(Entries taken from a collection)

______________________________

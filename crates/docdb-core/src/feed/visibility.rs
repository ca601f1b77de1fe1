// Copyright (C) 2025 SyncMyOrders Sp. z o.o.
// SPDX-License-Identifier: AGPL-3.0-or-later
//! When index changes become visible to searches.

use std::time::Duration;

/// What the feed view should do after applying an operation.
#[derive(Debug, Clone, Copy, PartialEq, Eq)]
pub enum CommitAction {
    CommitNow,
    ScheduleCommit(Duration),
    None,
}

/// Commits immediately with a zero delay; otherwise batches changes into
/// one commit per delay period.
#[derive(Debug, Default)]
pub struct VisibilityHandler {
    delay: Duration,
    dirty: bool,
    scheduled: bool,
}

impl VisibilityHandler {
    pub fn new(delay: Duration) -> Self {
        Self {
            delay,
            dirty: false,
            scheduled: false,
        }
    }

    pub fn delay(&self) -> Duration {
        self.delay
    }

    pub fn set_delay(&mut self, delay: Duration) {
        self.delay = delay;
    }

    pub fn on_operation(&mut self) -> CommitAction {
        if self.delay.is_zero() {
            return CommitAction::CommitNow;
        }
        self.dirty = true;
        if self.scheduled {
            return CommitAction::None;
        }
        self.scheduled = true;
        CommitAction::ScheduleCommit(self.delay)
    }

    /// A scheduled commit fired. Returns whether there is anything to commit.
    pub fn on_timer(&mut self) -> bool {
        self.scheduled = false;
        self.dirty
    }

    pub fn on_commit(&mut self) {
        self.dirty = false;
    }

    pub fn is_dirty(&self) -> bool {
        self.dirty
    }
}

______________________________

### About this task
Reproduce exactly what appears from the line containing "CommitAction::ScheduleCommit(self.delay)" down to the final line of the data.

### Result of the exercise
        CommitAction::ScheduleCommit(self.delay)
    }

    /// A scheduled commit fired. Returns whether there is anything to commit.
    pub fn on_timer(&mut self) -> bool {
        self.scheduled = false;
        self.dirty
    }

    pub fn on_commit(&mut self) {
        self.dirty = false;
    }

    pub fn is_dirty(&self) -> bool {
        self.dirty
    }
}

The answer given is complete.